Gov. Jim Justice vetoed a bill loosening vaccination requirements in some schools, drawing praise from healthcare organizations.

Gov. Jim Justice

“Since this legislation was passed, I have heard constant, strong opposition to this legislation from our State’s medical community,” Justice wrote in his veto message.

“The overwhelming majority that have voiced their opinion believe that this legislation will do irreparable harm by crippling childhood immunity to diseases such as mumps and measles. West Virginia historically has seen very few instances of these diseases, specifically because the vaccination requirements in this State are so strong.”

The governor signed dozens of other bills on Wednesday, which was his deadline following legislative action. The bills he signed included one to phase out income taxes on Social Security and another representing pay raises for educators and State Police whose wage scales are in state code.

A press release from the Governor’s Office indicated Justice had acted on all legislation passed during the regular session, but a particularly controversial one, Senate Bill 841, was not listed with an action by the governor. That bill, generally, acts to freeze elements of the state’s unemployment safety net.

Justice also left untouched House Bill 4911, which loosened regulation of raw milk for those who want to drink it.

Bills with no action by the governor prior to midnight would automatically become law.

The one he vetoed, House Bill 5105, would have removed vaccination requirements for students in virtual public schools, and it also would have allowed private and parochial schools to set their own standards.

Educational and healthcare organizations banded together to urge a veto.

Twenty-eight organizations sent a joint letter to the governor requesting a veto of the bill. The letter was also published in the Charleston Gazette-Mail on March 15. Many of the organizations also sent individual letters or communication requesting a veto.

“We applaud the Governor for taking this step to protect the health and safety of children in our state,” said Elaine Darling, director of programs at The Center for Rural Health Development, the lead agency for the West Virginia Immunization Network.

“West Virginia has been and, with the veto of this bill, will continue to be a leader in protecting children from vaccine-preventable diseases.”

As of now, the West Virginia Department of Education boasts that the state has one of the most effective school-entry vaccine preventable laws in the nation:  “The vaccination laws have proven to improve attendance rates for students and staff while ensuring children stay healthy, safe, and ready to learn.”

West Virginia students entering school for the first time must show proof of immunization against diphtheria, pertussis, tetanus, polio, measles, mumps, rubella, varicella, and hepatitis B unless properly medically exempted.

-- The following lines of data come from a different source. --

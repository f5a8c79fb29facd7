//! Markdown to HTML for blog posts.
//!
//! pulldown-cmark renders first, then ammonia filters the output down to a
//! fixed tag/attribute allow-list. Raw HTML in a post passes through the
//! renderer untouched, so the sanitizer must always run last.

use ammonia::Builder;
use pulldown_cmark::{html::push_html, Options, Parser};
use std::collections::{HashMap, HashSet};

const ALLOWED_TAGS: &[&str] = &[
    "p", "h1", "h2", "h3", "h4", "h5", "h6", "strong", "em", "ul", "ol", "li", "a", "code",
    "pre", "blockquote", "br", "hr", "img",
];

const LINK_ATTRIBUTES: &[&str] = &["href", "title"];
const IMAGE_ATTRIBUTES: &[&str] = &["src", "alt", "title"];

fn sanitizer() -> Builder<'static> {
    let tag_attributes: HashMap<&'static str, HashSet<&'static str>> = HashMap::from([
        ("a", LINK_ATTRIBUTES.iter().copied().collect()),
        ("img", IMAGE_ATTRIBUTES.iter().copied().collect()),
    ]);

    let mut builder = Builder::default();
    builder
        .tags(ALLOWED_TAGS.iter().copied().collect())
        .tag_attributes(tag_attributes)
        .generic_attributes(HashSet::new())
        .link_rel(None);
    builder
}

/// Render author markdown to HTML that is safe to embed in a page.
pub fn render_markdown(source: &str) -> String {
    let parser = Parser::new_ext(source, Options::empty());

    let mut html = String::with_capacity(source.len() * 2);
    push_html(&mut html, parser);

    sanitizer().clean(&html).to_string()
}
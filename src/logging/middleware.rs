use axum::{extract::Request, middleware::Next, response::Response};
use std::time::Instant;
use tower_http::request_id::{
    MakeRequestUuid, PropagateRequestIdLayer, RequestId, SetRequestIdLayer,
};

/// Log one line per request on the way in and one on the way out, at a
/// level matching the response status.
pub async fn log_request(request: Request, next: Next) -> Response {
    let start = Instant::now();
    let method = request.method().clone();
    let path = request.uri().path().to_string();

    let req_id: String = request
        .extensions()
        .get::<RequestId>()
        .and_then(|id| id.header_value().to_str().ok())
        .unwrap_or("unknown")
        .to_string();

    tracing::debug!(request_id = %req_id, method = %method, path = %path, "incoming request");

    let response = next.run(request).await;

    let status = response.status();
    let duration_ms = start.elapsed().as_millis();

    if status.is_server_error() {
        tracing::error!(
            request_id = %req_id,
            method = %method,
            path = %path,
            status = %status,
            duration_ms = %duration_ms,
            "request failed"
        );
    } else if status.is_client_error() {
        tracing::warn!(
            request_id = %req_id,
            method = %method,
            path = %path,
            status = %status,
            duration_ms = %duration_ms,
            "request rejected"
        );
    } else {
        tracing::info!(
            request_id = %req_id,
            method = %method,
            path = %path,
            status = %status,
            duration_ms = %duration_ms,
            "request completed"
        );
    }

    response
}

pub fn request_id_layer() -> SetRequestIdLayer<MakeRequestUuid> {
    SetRequestIdLayer::x_request_id(MakeRequestUuid)
}

pub fn propagate_request_id_layer() -> PropagateRequestIdLayer {
    PropagateRequestIdLayer::x_request_id()
}
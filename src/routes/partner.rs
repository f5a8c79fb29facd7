/**
 * Partner Routes
 * Contact form forwarded by email, failing soft
 */
use axum::{extract::State, http::StatusCode, response::IntoResponse, Form};
use chrono::Local;
use serde::{Deserialize, Serialize};

use super::{redirect, render};
use crate::auth::{FlashLevel, Session};
use crate::notify::ContactMessage;
use crate::state::AppState;

const THANK_YOU: &str =
    "Thank you for your interest! We have received your message and will get back to you soon.";

#[derive(Debug, Clone, Default, Serialize, Deserialize)]
pub struct ContactForm {
    #[serde(default)]
    pub name: String,
    #[serde(default)]
    pub email: String,
    #[serde(default)]
    pub message: String,
}

#[derive(Debug, Serialize)]
pub struct PartnerPage {
    pub form: ContactForm,
}

/// GET /partner
pub async fn partner_page(mut session: Session) -> impl IntoResponse {
    render(
        &mut session,
        StatusCode::OK,
        "partner",
        PartnerPage {
            form: ContactForm::default(),
        },
    )
    .await
}

/// POST /partner
///
/// Once the form validates the submitter is always thanked; a delivery
/// failure only reaches the logs and the notifier's failure record.
pub async fn submit_contact(
    State(state): State<AppState>,
    mut session: Session,
    Form(form): Form<ContactForm>,
) -> impl IntoResponse {
    let form = ContactForm {
        name: form.name.trim().to_string(),
        email: form.email.trim().to_string(),
        message: form.message.trim().to_string(),
    };

    if form.name.is_empty() || form.email.is_empty() || form.message.is_empty() {
        session
            .data
            .flash(FlashLevel::Danger, "Please fill in all required fields.");
        return render(
            &mut session,
            StatusCode::UNPROCESSABLE_ENTITY,
            "partner",
            PartnerPage { form },
        )
        .await;
    }

    let contact = ContactMessage {
        timestamp: Local::now().format("%Y-%m-%d %H:%M:%S").to_string(),
        name: form.name,
        email: form.email,
        message: form.message,
    };
    state.notifier.send_contact(&contact).await;

    session.data.flash(FlashLevel::Success, THANK_YOU);
    redirect(&session, "/partner").await
}
/**
 * Health Routes
 * Liveness and database probes
 */
use axum::{extract::State, http::StatusCode, response::IntoResponse, Json};
use chrono::{DateTime, Utc};
use serde::{Deserialize, Serialize};
use std::time::Instant;

use crate::state::AppState;

// Track server start time for uptime calculation
lazy_static::lazy_static! {
    static ref SERVER_START: Instant = Instant::now();
}

/// Initialize the server start time
pub fn init_start_time() {
    lazy_static::initialize(&SERVER_START);
}

/// Simple health response
#[derive(Debug, Serialize, Deserialize)]
pub struct SimpleHealthResponse {
    pub status: String,
    pub uptime: u64,
}

/// Database check result
#[derive(Debug, Serialize, Deserialize)]
#[serde(rename_all = "camelCase")]
pub struct DatabaseHealthResponse {
    pub status: String,
    pub timestamp: DateTime<Utc>,
    #[serde(skip_serializing_if = "Option::is_none")]
    pub response_time: Option<u64>,
    #[serde(skip_serializing_if = "Option::is_none")]
    pub error: Option<String>,
}

/// GET /health
pub async fn health_ping() -> impl IntoResponse {
    Json(SimpleHealthResponse {
        status: "ok".to_string(),
        uptime: SERVER_START.elapsed().as_secs(),
    })
}

/// GET /health/database
pub async fn health_database(State(state): State<AppState>) -> impl IntoResponse {
    match crate::db::health_check(state.store.pool()).await {
        Ok(duration) => (
            StatusCode::OK,
            Json(DatabaseHealthResponse {
                status: "healthy".to_string(),
                timestamp: Utc::now(),
                response_time: Some(duration.as_millis() as u64),
                error: None,
            }),
        ),
        Err(e) => {
            tracing::error!(error = %e, "database health check failed");
            (
                StatusCode::SERVICE_UNAVAILABLE,
                Json(DatabaseHealthResponse {
                    status: "unhealthy".to_string(),
                    timestamp: Utc::now(),
                    response_time: None,
                    error: Some(e.to_string()),
                }),
            )
        }
    }
}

Measles has seen a resurgence in the news recently. The Centers for Disease Control & Prevention has reported that the number of measles cases in the first three months of this year has already surpassed all of last year.

Cases have been reported in Arizona, California, Florida, Georgia, Illinois, Indiana, Louisiana, Maryland, Michigan, Minnesota, Missouri, New Jersey, New York City, Ohio, Pennsylvania, Virginia and Washington.

The organizations urging Justice to veto the vaccination exemptions bill have pointed to West Virginia’s rigorous standards and the recent outbreaks.

“Immunizations remain the best tool at our disposal for fighting vaccine-preventable diseases. We thank Gov. Justice for listening to pediatricians and putting kids first,” stated representatives of the American Academy of Pediatrics and its West Virginia chapter.

Groups representing religious and health freedom interests pushed for the governor to sign the bill.

Justice, a two-term governor, is running for U.S. Senate. His Republican primary opponent, Congressman Alex Mooney, blasted his decision to veto the vaccination bill.

Mooney’s campaign said that means Justice thinks the government can mandate a vaccine for private religious schools that violates their beliefs. And, said the Mooney campaign, Justice also believes you can force kids who are homeschooled and not in public schools to be vaccinated against their parents will.

“This is yet another sign of Liberal Jim Justice disregarding religious freedom and parental rights,” Mooney’s campaign stated.